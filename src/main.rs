use clap::Parser;
use tracing_subscriber::EnvFilter;

use carloan::api::{Cli, Command, build_state, run_compare, run_http_server};

#[tokio::main]
async fn main() {
    tracing_subscriber::fmt()
        .with_env_filter(
            EnvFilter::try_from_default_env().unwrap_or_else(|_| EnvFilter::new("info")),
        )
        .with_writer(std::io::stderr)
        .init();

    let cli = Cli::parse();
    match cli.command {
        Command::Compare(args) => match run_compare(&args) {
            Ok(output) => println!("{}", output.trim_end()),
            Err(e) => {
                eprintln!("{e}");
                std::process::exit(1);
            }
        },
        Command::Serve(args) => {
            let state = match build_state(&args) {
                Ok(state) => state,
                Err(e) => {
                    eprintln!("{e}");
                    std::process::exit(1);
                }
            };
            if let Err(e) = run_http_server(args.port, state).await {
                eprintln!("Server error: {e}");
                std::process::exit(1);
            }
        }
    }
}
//! Project entities.
//!
//! A [`Project`] is a root entity; its consumers and producers are value
//! entities owned by the project and embedded in its document. References
//! out of that embedded structure (boilers, fuels, the weather station) point
//! back into the base data catalog.

use crate::base_data::{Boiler, CostSettings, Fuel, WeatherStation};
use crate::entity::{new_id, Entity, RootEntity};
use crate::enums::{BuildingType, ProducerFunction};
use crate::ModelType;

/// A heating-network planning project.
#[derive(Debug, Clone, Default, PartialEq)]
pub struct Project {
    pub id: String,
    pub name: Option<String>,
    pub description: Option<String>,
    /// Observation period in years.
    pub duration: Option<i32>,
    pub weather_station: Option<WeatherStation>,
    pub cost_settings: Option<CostSettings>,
    pub consumers: Vec<Consumer>,
    pub producers: Vec<Producer>,
    /// Scenario variants of this project; each is an independently stored
    /// project referenced from here.
    pub variants: Vec<Project>,
}

impl Project {
    pub fn new(name: impl Into<String>) -> Self {
        Self {
            id: new_id(),
            name: Some(name.into()),
            ..Self::default()
        }
    }
}

impl Entity for Project {
    fn id(&self) -> &str {
        &self.id
    }
}

impl RootEntity for Project {
    const TYPE: ModelType = ModelType::Project;

    fn name(&self) -> Option<&str> {
        self.name.as_deref()
    }

    fn description(&self) -> Option<&str> {
        self.description.as_deref()
    }
}

/// A heat consumer (building or consumption meter) within a project.
///
/// Value entity: lives only inside its project's document.
#[derive(Debug, Clone, Default, PartialEq)]
pub struct Consumer {
    pub id: String,
    pub name: Option<String>,
    pub description: Option<String>,
    pub building_type: Option<BuildingType>,
    /// kW
    pub heating_load: Option<f64>,
    /// Share of the load used for warm water, %.
    pub water_fraction: Option<f64>,
    /// Full-load hours per year.
    pub load_hours: Option<i32>,
    pub interruptions: Vec<TimeInterval>,
    pub fuel_consumptions: Vec<FuelConsumption>,
}

impl Consumer {
    pub fn new(name: impl Into<String>) -> Self {
        Self {
            id: new_id(),
            name: Some(name.into()),
            ..Self::default()
        }
    }
}

impl Entity for Consumer {
    fn id(&self) -> &str {
        &self.id
    }
}

/// A heat producer slot within a project, wrapping a catalog boiler.
///
/// Value entity: lives only inside its project's document.
#[derive(Debug, Clone, Default, PartialEq)]
pub struct Producer {
    pub id: String,
    pub name: Option<String>,
    /// Position in the merit order.
    pub rank: Option<i32>,
    pub function: Option<ProducerFunction>,
    pub boiler: Option<Boiler>,
    pub costs: Option<ProductCosts>,
}

impl Producer {
    pub fn new(name: impl Into<String>) -> Self {
        Self {
            id: new_id(),
            name: Some(name.into()),
            ..Self::default()
        }
    }
}

impl Entity for Producer {
    fn id(&self) -> &str {
        &self.id
    }
}

/// Cost attributes of a concrete product installation. Value entity.
#[derive(Debug, Clone, Default, PartialEq)]
pub struct ProductCosts {
    pub id: String,
    /// EUR
    pub investment: Option<f64>,
    /// Years.
    pub duration: Option<i32>,
    /// % of investment per year.
    pub repair: Option<f64>,
    /// % of investment per year.
    pub maintenance: Option<f64>,
    /// Hours per year.
    pub operation: Option<f64>,
}

impl ProductCosts {
    pub fn new() -> Self {
        Self {
            id: new_id(),
            ..Self::default()
        }
    }
}

impl Entity for ProductCosts {
    fn id(&self) -> &str {
        &self.id
    }
}

/// A time span, e.g. a scheduled interruption of a consumer. Value entity.
#[derive(Debug, Clone, Default, PartialEq)]
pub struct TimeInterval {
    pub id: String,
    /// Day-of-year bounds, inclusive.
    pub start: Option<i32>,
    pub end: Option<i32>,
    pub description: Option<String>,
}

impl TimeInterval {
    pub fn new() -> Self {
        Self {
            id: new_id(),
            ..Self::default()
        }
    }
}

impl Entity for TimeInterval {
    fn id(&self) -> &str {
        &self.id
    }
}

/// A measured yearly fuel consumption of a consumer. Value entity.
#[derive(Debug, Clone, Default, PartialEq)]
pub struct FuelConsumption {
    pub id: String,
    pub fuel: Option<Fuel>,
    /// Amount in the fuel's trade unit.
    pub amount: Option<f64>,
    pub utilisation_rate: Option<f64>,
}

impl FuelConsumption {
    pub fn new() -> Self {
        Self {
            id: new_id(),
            ..Self::default()
        }
    }
}

impl Entity for FuelConsumption {
    fn id(&self) -> &str {
        &self.id
    }
}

::::::

What the task requires:
Return each line of the entries that holds the string "crate".

Your response:
use crate::base_data::{Boiler, CostSettings, Fuel, WeatherStation};
use crate::entity::{new_id, Entity, RootEntity};
use crate::enums::{BuildingType, ProducerFunction};
use crate::ModelType;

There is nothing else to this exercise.